MASTOPLASTICA RIDUTTIVA

Ipertro a (aumento di volume) e ptosi (rilassamento) della mammella sono condizioni piuttosto frequenti e causa di notevole imbarazzo psicologico, e talvolta  fisico, alle donne che ne sono afflitte.

Vi sono moltissime tecniche descritte da vari chirurghi nel corso degli anni e, in qualche modo, ogni operatore introduce nell’operazione un tocco personale, poiché probabilmente questa è l’operazione di chirurgia estetica più creativa in assoluto.

Raggruppiamo schematicamente le tecniche in tre categorie, facendo riferimento alle inevitabili cicatrici residue: Cicatrice esclusivamente contenuta lungo il bordo dell’areola per piccole riduzioni e rassodamenti.

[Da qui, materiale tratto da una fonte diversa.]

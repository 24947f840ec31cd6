use crate::model::MediaKind;
use crate::playback::PlaybackAdapter;
use crate::session::Session;
use ratatui::prelude::*;
use ratatui::widgets::{Block, Borders, Paragraph, Wrap};
use std::time::Duration;
use time::OffsetDateTime;

const APP_TITLE: &str = "reel  ";

const BG: Color = Color::Rgb(10, 15, 24);
const PANEL_BG: Color = Color::Rgb(19, 29, 43);
const BORDER: Color = Color::Rgb(69, 121, 176);
const TEXT: Color = Color::Rgb(214, 228, 248);
const MUTED: Color = Color::Rgb(149, 173, 204);
const ACCENT: Color = Color::Rgb(100, 203, 184);
const ALERT: Color = Color::Rgb(249, 174, 88);

pub fn draw(
    frame: &mut Frame,
    session: &Session,
    player: &dyn PlaybackAdapter,
    now: OffsetDateTime,
    command_buffer: &str,
    command_mode: bool,
) {
    frame.render_widget(Block::default().style(Style::default().bg(BG)), frame.area());

    let vertical = Layout::default()
        .direction(Direction::Vertical)
        .constraints([
            Constraint::Length(3),
            Constraint::Min(7),
            Constraint::Length(3),
            Constraint::Length(3),
        ])
        .split(frame.area());

    let header = Paragraph::new(Line::from(vec![
        Span::styled(
            APP_TITLE,
            Style::default().fg(ACCENT).add_modifier(Modifier::BOLD),
        ),
        Span::styled(session.kind.label(), Style::default().fg(ALERT)),
        Span::styled("  |  ", Style::default().fg(MUTED)),
        Span::styled(
            format!("Folder: {}", session.folder_label()),
            Style::default().fg(TEXT),
        ),
        Span::styled("  |  ", Style::default().fg(MUTED)),
        Span::styled(player.output_name(), Style::default().fg(MUTED)),
    ]))
    .block(panel_block("Status"));
    frame.render_widget(header, vertical[0]);

    let overlay = session.overlay(player, now);
    let state = session.playback_state(player);
    let mut lines: Vec<Line> = Vec::new();
    if session.scanning {
        lines.push(Line::styled("Scanning...", Style::default().fg(ALERT)));
    } else if session.cycle.is_empty() && session.folder().is_some() {
        lines.push(Line::styled(
            format!("No {} found", session.kind.item_noun()),
            Style::default().fg(ALERT),
        ));
    }
    lines.extend(overlay.lines(session.kind, state).into_iter().enumerate().map(
        |(idx, line)| {
            let style = if idx == 0 && !session.cycle.is_empty() {
                Style::default().fg(ACCENT).add_modifier(Modifier::BOLD)
            } else {
                Style::default().fg(TEXT)
            };
            Line::styled(line, style)
        },
    ));
    let body_title = match session.kind {
        MediaKind::Audio => "Now Playing",
        MediaKind::Video => "Reel",
    };
    frame.render_widget(
        Paragraph::new(lines)
            .alignment(Alignment::Center)
            .wrap(Wrap { trim: true })
            .block(panel_block(body_title)),
        vertical[1],
    );

    let bar_width = usize::from(vertical[2].width.saturating_sub(24)).max(10);
    frame.render_widget(
        Paragraph::new(Span::styled(
            timeline_line(player, bar_width),
            Style::default().fg(TEXT),
        ))
        .block(panel_block("Timeline")),
        vertical[2],
    );

    let footer = if command_mode {
        Line::from(vec![
            Span::styled(":", Style::default().fg(ACCENT)),
            Span::styled(command_buffer, Style::default().fg(TEXT)),
        ])
    } else {
        Line::from(vec![
            Span::styled(session.status.as_str(), Style::default().fg(TEXT)),
            Span::styled(
                "  n/p next/prev  space pause  s stop  r rescan  : command  q quit",
                Style::default().fg(MUTED),
            ),
        ])
    };
    frame.render_widget(
        Paragraph::new(footer).block(panel_block("Controls")),
        vertical[3],
    );
}

fn panel_block(title: &str) -> Block<'_> {
    Block::default()
        .borders(Borders::ALL)
        .title(Span::styled(
            format!(" {title} "),
            Style::default().fg(TEXT).add_modifier(Modifier::BOLD),
        ))
        .border_style(Style::default().fg(BORDER))
        .style(Style::default().bg(PANEL_BG))
}

fn format_duration(duration: Duration) -> String {
    let total_seconds = duration.as_secs();
    let minutes = total_seconds / 60;
    let seconds = total_seconds % 60;
    format!("{minutes:02}:{seconds:02}")
}

fn progress_bar(ratio: Option<f64>, width: usize) -> String {
    let clamped = ratio.unwrap_or(0.0).clamp(0.0, 1.0);
    let filled = (clamped * width as f64).round() as usize;
    let mut bar = String::with_capacity(width + 2);
    bar.push('[');
    bar.push_str(&"#".repeat(filled));
    bar.push_str(&"-".repeat(width.saturating_sub(filled)));
    bar.push(']');
    bar
}

fn timeline_line(player: &dyn PlaybackAdapter, bar_width: usize) -> String {
    let elapsed = player.position().unwrap_or(Duration::ZERO);
    let total = player.duration();
    let ratio = total.and_then(|duration| {
        let total_secs = duration.as_secs_f64();
        (total_secs > 0.0).then_some((elapsed.as_secs_f64() / total_secs).clamp(0.0, 1.0))
    });

    format!(
        "{} / {} {}",
        format_duration(elapsed),
        total
            .map(format_duration)
            .unwrap_or_else(|| String::from("--:--")),
        progress_bar(ratio, bar_width),
    )
}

Cicatrice verticale con eventualmente piccola cicatrice orizzontale nel solco sottomammario, in caso di seno mediamente voluminoso e/o rilassato. Cicatrice a “T invertita o ad ancora” nel caso di seni particolarmente voluminosi e/o rilassati.

Nelle ultime due categorie oltre alle cicatrici su descritte, ne esiste sempre una attorno all’areola, quale conseguenza dello spostamento in alto della stessa.

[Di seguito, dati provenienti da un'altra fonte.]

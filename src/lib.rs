pub mod app;
pub mod config;
pub mod cycle;
pub mod gesture;
pub mod logging;
pub mod model;
pub mod overlay;
pub mod playback;
pub mod scanner;
pub mod session;
pub mod timer;
pub mod ui;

L’intervento consiste nella riduzione del volume della mammella e del suo rimodellamento in modo che si abbia come risultato un seno in posizione alta e di adeguata consistenza.

La forma inoltre dovrà essere conforme ai canoni estetici considerando l’età della paziente. L’intervento dura 2-3 ore può essere e effettuato ambulatorialmente o con un giorno di degenza. Le cicatrici sono evidenti nei primi tempi, ma dopo 6/12 mesi si schiariscono assumendo il colore della pelle circostante. E da rilevare che le normali connessioni tra ghiandola e capezzolo vengono conservate e di regola la sensibilità del capezzolo è conservata, talvolta attenuata nelle prime settimane e, raramente, può non ritornare. Solo nel caso di gigantomastie può essere necessario utilizzare tecniche che prevedono una deconnessione tra areola e ghiandola mammaria con perdita della sensibilità e impossibilità ad allattare in caso di gravidanza.